* **Work instructions**: Could you filter the data below down to the lines that hold the word "collection"?

----

//! Integration tests for smartchunk.

#![allow(clippy::expect_used, clippy::unwrap_used)]

use smartchunk::analysis::sentence_bodies;
use smartchunk::chunking::{ChunkingOptions, smart_chunk, smart_chunk_async};
use smartchunk::core::{DocumentType, Language};
use smartchunk::detect_language;

/// Characters of the original text covered by a chunk's primary content.
fn primary_of(text: &str, chunk: &smartchunk::Chunk) -> String {
    text.chars()
        .skip(chunk.metadata.start_offset)
        .take(chunk.metadata.end_offset - chunk.metadata.start_offset)
        .collect()
}

#[test]
fn test_header_only_input_is_dropped() {
    let chunks = smart_chunk("## Title\n\n## Another", &ChunkingOptions::default());
    assert!(chunks.is_empty());
}

#[test]
fn test_setext_headers_only_input_is_dropped() {
    let text = "Installation And Configuration Guide\n====================================\n\n\
                Getting Started With The Service\n--------------------------------";
    assert!(smartchunk::analyze_structure(text).has_headers);
    assert!(smart_chunk(text, &ChunkingOptions::default()).is_empty());
}

#[test]
fn test_header_survives_oversized_first_sentence() {
    let text = format!(
        "## 설치 가이드 상세 안내\n\n{}입니다. 두 번째 문장입니다.",
        "가".repeat(495)
    );
    let options = ChunkingOptions::new().max_chunk_size(500).overlap(0);
    let chunks = smart_chunk(&text, &options);
    assert_eq!(chunks.len(), 1);
    assert!(chunks[0].content.starts_with("## 설치 가이드 상세 안내"));
    assert!(chunks[0].metadata.has_header);
    assert!(!chunks[0].metadata.has_overlap);
}

#[test]
fn test_faq_header_and_question_survive_long_answer() {
    let text = format!(
        "# 자주 묻는 질문 안내 페이지\n\nQ: 환불은 가능한가요?\nA: {}입니다.",
        "답".repeat(405)
    );
    let options = ChunkingOptions::new().max_chunk_size(420).overlap(0);
    let chunks = smart_chunk(&text, &options);
    assert_eq!(chunks.len(), 1);
    assert!(chunks[0].content.starts_with("# 자주 묻는 질문 안내 페이지"));
    assert!(chunks[0].content.contains("Q: 환불은 가능한가요?"));
    assert!(chunks[0].metadata.has_header);
    assert!(chunks[0].metadata.is_qa_pair);
}

#[test]
fn test_repeated_greeting_respects_bound() {
    let text = "안녕하세요. ".repeat(200);
    let chunks = smart_chunk(&text, &ChunkingOptions::new().max_chunk_size(500));
    assert!(chunks.len() > 1);
    for chunk in &chunks {
        assert!(chunk.size() <= 550, "chunk {} has {} chars", chunk.index, chunk.size());
    }
    for pair in chunks.windows(2) {
        assert!(pair[1].metadata.has_overlap);
        let prefix_len = pair[1].size() - (pair[1].metadata.end_offset - pair[1].metadata.start_offset);
        let prefix: String = pair[1].content.chars().take(prefix_len).collect();
        assert!(pair[0].content.ends_with(prefix.trim_end()));
    }
}

#[test]
fn test_qa_pair_stays_together() {
    let text = "Q: 질문입니다 충분히 길게.\nA: 답변입니다 충분히 길게.";
    let chunks = smart_chunk(text, &ChunkingOptions::new().preserve_structure(true));
    assert_eq!(chunks.len(), 1);
    assert!(chunks[0].content.contains("Q:"));
    assert!(chunks[0].content.contains("A:"));
    assert!(chunks[0].metadata.is_qa_pair);
}

#[test]
fn test_balanced_scripts_are_mixed() {
    assert_eq!(detect_language("Hello 안녕 World 세계"), Language::Mixed);
}

#[test]
fn test_no_sentence_opens_with_lone_particle() {
    let text = "설명을 마칩니다 를 포함한 목록입니다 은 예외로 둡니다. 다음 단계로 넘어갑니다";
    for body in sentence_bodies(text) {
        let mut words = body.split_whitespace();
        let first = words.next().unwrap_or_default();
        assert!(
            !["을", "를", "이", "가", "은", "는"].contains(&first),
            "sentence opens with particle: {body}"
        );
    }
    assert_eq!(sentence_bodies(text).len(), 2);
}

#[test]
fn test_short_text_is_dropped() {
    assert!(smart_chunk("짧은 텍스트", &ChunkingOptions::default()).is_empty());
}

#[test]
fn test_auto_detected_faq_sizing() {
    let text = "Q: 배송은 얼마나 걸리나요?\nA: 주문 후 영업일 기준으로 보통 3일 정도 걸립니다.\n\n\
                Q: 교환이나 환불은 가능한가요?\nA: 상품을 받은 날로부터 7일 이내라면 가능합니다.\n\n\
                Q: 해외 배송도 하나요?\nA: 현재는 국내 배송만 지원하고 있습니다.";
    let chunks = smart_chunk(text, &ChunkingOptions::new().auto_detect_document_type(true));
    assert_eq!(chunks.len(), 3);
    for chunk in &chunks {
        assert_eq!(chunk.metadata.document_type, Some(DocumentType::Faq));
        assert!(chunk.size() <= 400 + 50);
    }
}

#[test]
fn test_explicit_size_overrides_detection() {
    let text = "Q: 배송은 얼마나 걸리나요?\nA: 보통 3일 걸립니다.\n\n\
                Q: 환불은 되나요?\nA: 7일 이내라면 가능합니다.";
    let options = ChunkingOptions::new()
        .auto_detect_document_type(true)
        .max_chunk_size(2000);
    let chunks = smart_chunk(text, &options);
    assert!(chunks.iter().all(|c| c.metadata.document_type == Some(DocumentType::Faq)));
}

#[test]
fn test_complete_pair_outscores_question_only() {
    let options = ChunkingOptions::default();
    let pair = smart_chunk("Q: 비밀번호는 어떻게 바꾸나요?\nA: 설정 화면에서 바꿀 수 있습니다.", &options);
    let question = smart_chunk("Q: 비밀번호는 어떻게 바꾸나요?\n설정 화면에서 바꿀 수 있습니다.", &options);
    assert_eq!(pair.len(), 1);
    assert_eq!(question.len(), 1);
    assert!(pair[0].quality_score > question[0].quality_score);
}

#[test]
fn test_json_shape() {
    let text = "# 안내\n\n서비스는 오늘부터 시작합니다. 문의는 이메일로 보내 주세요.";
    let chunks = smart_chunk(text, &ChunkingOptions::default());
    let json = serde_json::to_value(&chunks).unwrap();
    let first = &json[0];
    assert_eq!(first["index"], 0);
    assert!(first["qualityScore"].is_u64());
    let meta = &first["metadata"];
    for key in [
        "startOffset",
        "endOffset",
        "isQAPair",
        "hasHeader",
        "isTable",
        "isList",
        "language",
        "readabilityScore",
        "sentenceCount",
        "avgSentenceLength",
        "hasOverlap",
        "autoApprovable",
    ] {
        assert!(meta.get(key).is_some(), "missing {key}");
    }
    assert!(meta.get("documentType").is_none());
    assert_eq!(meta["language"], "ko");
}

#[tokio::test]
async fn test_async_entry_point_matches_sync() {
    let text = "The service starts today. Support is available by email.\n\n\
                서비스는 오늘부터 시작합니다. 문의는 이메일로 보내 주세요.";
    let options = ChunkingOptions::default();
    let chunks = smart_chunk_async(text, &options).await;
    assert_eq!(chunks, smart_chunk(text, &options));
    assert_eq!(chunks.len(), 2);
}

mod property_tests {
    use super::primary_of;
    use proptest::prelude::*;
    use smartchunk::chunking::{ChunkingOptions, smart_chunk};
    use smartchunk::scoring::quality::meaningful_chars;
    use smartchunk::{calculate_readability_score, detect_language};

    /// Document fragments that each end a sentence, so no sentence can
    /// outgrow the smallest size under test.
    fn fragment() -> impl Strategy<Value = String> {
        prop_oneof![
            Just("안녕하세요. ".to_string()),
            Just("The weather is nice today. ".to_string()),
            Just("\n\n".to_string()),
            Just("## 제목\n".to_string()),
            Just("Q: 질문인가요?\n".to_string()),
            Just("A: 네, 맞습니다.\n".to_string()),
            Just("- 목록 항목입니다.\n".to_string()),
            Just("---\n".to_string()),
            "[가-힣]{2,20}".prop_map(|word| format!("{word}. ")),
        ]
    }

    fn document() -> impl Strategy<Value = String> {
        prop::collection::vec(fragment(), 0..80).prop_map(|parts| parts.concat())
    }

    fn header_or_separator_line() -> impl Strategy<Value = String> {
        prop_oneof![
            "#{1,6} [a-zA-Z가-힣 ]{0,20}",
            "-{3,10}",
            "\\*{3,10}",
            "_{3,10}",
            "={3,10}",
            "[a-zA-Z가-힣 ]{1,30}\n={3,10}",
            "[a-zA-Z가-힣 ]{1,30}\n-{3,10}",
            Just(String::new()),
        ]
    }

    proptest! {
        #[test]
        fn indices_are_dense(text in document(), max in 100usize..600, overlap in 0usize..80) {
            let options = ChunkingOptions::new().max_chunk_size(max).overlap(overlap);
            let chunks = smart_chunk(&text, &options);
            for (i, chunk) in chunks.iter().enumerate() {
                prop_assert_eq!(chunk.index, i);
            }
        }

        #[test]
        fn chunks_respect_size_bound(text in document(), max in 100usize..600, overlap in 0usize..50) {
            let options = ChunkingOptions::new().max_chunk_size(max).overlap(overlap);
            for chunk in smart_chunk(&text, &options) {
                let primary = primary_of(&text, &chunk);
                let span = chunk.metadata.end_offset - chunk.metadata.start_offset;
                prop_assert!(chunk.content.ends_with(&primary));
                // only header lines in front of a sentence may push past the bound
                prop_assert!(span <= max || meaningful_chars(&primary) < max);
                prop_assert!(chunk.size() <= span + overlap);
            }
        }

        #[test]
        fn overlap_is_exact(text in document(), max in 100usize..300, overlap in 1usize..50) {
            let options = ChunkingOptions::new().max_chunk_size(max).overlap(overlap);
            let chunks = smart_chunk(&text, &options);
            let chars: Vec<char> = text.chars().collect();
            for pair in chunks.windows(2) {
                let meta = &pair[1].metadata;
                if !meta.has_overlap {
                    continue;
                }
                let prefix_len = pair[1].size() - (meta.end_offset - meta.start_offset);
                let prefix_start = meta.start_offset - prefix_len;
                let prefix: String = chars[prefix_start..meta.start_offset].iter().collect();
                prop_assert!(pair[1].content.starts_with(&prefix));
                prop_assert!(prefix_len <= overlap);

                // the previous chunk of the same unit may have been dropped
                if pair[0].metadata.end_offset < prefix_start {
                    continue;
                }
                let shared = prefix.trim_end();
                prop_assert!(!shared.is_empty());
                prop_assert!(pair[0].content.ends_with(shared));
            }
        }

        #[test]
        fn chunking_never_panics(text in any::<String>()) {
            let chunks = smart_chunk(&text, &ChunkingOptions::default());
            for (i, chunk) in chunks.iter().enumerate() {
                prop_assert_eq!(chunk.index, i);
                prop_assert!(chunk.quality_score <= 100);
            }
        }

        #[test]
        fn readability_in_bounds(text in any::<String>()) {
            prop_assert!(calculate_readability_score(&text) <= 100);
        }

        #[test]
        fn readability_of_whitespace_is_zero(text in "[ \t\n\r]{0,40}") {
            prop_assert_eq!(calculate_readability_score(&text), 0);
        }

        #[test]
        fn language_detection_is_deterministic(text in any::<String>()) {
            prop_assert_eq!(detect_language(&text), detect_language(&text));
        }

        #[test]
        fn headers_and_separators_yield_nothing(
            lines in prop::collection::vec(header_or_separator_line(), 0..30)
        ) {
            let text = lines.join("\n");
            prop_assert!(smart_chunk(&text, &ChunkingOptions::default()).is_empty());
        }
    }
}

/// Binary integration tests.
mod cli_tests {
    use assert_cmd::Command;
    use predicates::prelude::*;
    use std::io::Write;
    use tempfile::NamedTempFile;

    const FAQ: &str = "Q: 배송은 얼마나 걸리나요?\nA: 주문 후 영업일 기준으로 보통 3일 정도 걸립니다.\n\n\
                       Q: 교환이나 환불은 가능한가요?\nA: 상품을 받은 날로부터 7일 이내라면 가능합니다.";

    fn smartchunk() -> Command {
        let mut cmd = Command::cargo_bin("smartchunk").expect("binary builds");
        cmd.env_remove("SMARTCHUNK_MAX_CHUNK_SIZE")
            .env_remove("SMARTCHUNK_OVERLAP")
            .env_remove("RUST_LOG");
        cmd
    }

    fn temp_file(content: &str) -> NamedTempFile {
        let mut file = NamedTempFile::new().expect("temp file");
        file.write_all(content.as_bytes()).expect("write temp file");
        file
    }

    #[test]
    fn test_chunk_text_output() {
        let file = temp_file(FAQ);
        smartchunk()
            .arg("chunk")
            .arg(file.path())
            .assert()
            .success()
            .stdout(predicate::str::contains("Chunks:         2"));
    }

    #[test]
    fn test_chunk_json_output() {
        let file = temp_file(FAQ);
        let output = smartchunk()
            .args(["chunk", "--auto-detect", "--format", "json"])
            .arg(file.path())
            .output()
            .expect("run binary");
        assert!(output.status.success());
        let json: serde_json::Value = serde_json::from_slice(&output.stdout).expect("valid JSON");
        assert_eq!(json["report"]["documentType"], "faq");
        assert_eq!(json["chunks"][1]["index"], 1);
        assert_eq!(json["chunks"][0]["metadata"]["documentType"], "faq");
    }

    #[test]
    fn test_chunk_from_stdin() {
        smartchunk()
            .args(["chunk", "-", "--format", "json"])
            .write_stdin("The service starts today. Support is available by email.")
            .assert()
            .success()
            .stdout(predicate::str::contains("\"source\": \"-\""));
    }

    #[test]
    fn test_env_sets_chunk_size() {
        let text: Vec<String> = (0..20).map(|i| format!("Sentence{i}.")).collect();
        let file = temp_file(&text.join(" "));
        let output = smartchunk()
            .env("SMARTCHUNK_MAX_CHUNK_SIZE", "60")
            .env("SMARTCHUNK_OVERLAP", "0")
            .args(["chunk", "--format", "json"])
            .arg(file.path())
            .output()
            .expect("run binary");
        let json: serde_json::Value = serde_json::from_slice(&output.stdout).expect("valid JSON");
        assert_eq!(json["chunks"].as_array().map(Vec::len), Some(4));
    }

    #[test]
    fn test_analyze() {
        let file = temp_file(FAQ);
        smartchunk()
            .arg("analyze")
            .arg(file.path())
            .assert()
            .success()
            .stdout(predicate::str::contains("Document type:  faq"))
            .stdout(predicate::str::contains("Language:       ko"));
    }

    #[test]
    fn test_readability() {
        smartchunk()
            .args(["readability", "-"])
            .write_stdin("서비스를 시작합니다. 곧 안내드리겠습니다.")
            .assert()
            .success()
            .stdout(predicate::str::contains("readability"));
    }

    #[test]
    fn test_missing_file_fails() {
        smartchunk()
            .args(["chunk", "/nonexistent/smartchunk/input.txt"])
            .assert()
            .failure()
            .stderr(predicate::str::contains("file not found"));
    }

    #[test]
    fn test_missing_file_json_error_on_stdout() {
        smartchunk()
            .args(["chunk", "/nonexistent/smartchunk/input.txt", "--format", "json"])
            .assert()
            .failure()
            .stdout(predicate::str::contains("\"error\""));
    }

    #[test]
    fn test_verbose_logs_to_stderr() {
        let file = temp_file(FAQ);
        smartchunk()
            .args(["chunk", "--verbose"])
            .arg(file.path())
            .assert()
            .success()
            .stderr(predicate::str::contains("chunking complete"));
    }
}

----

* **The answer**:
        prop::collection::vec(fragment(), 0..80).prop_map(|parts| parts.concat())
            lines in prop::collection::vec(header_or_separator_line(), 0..30)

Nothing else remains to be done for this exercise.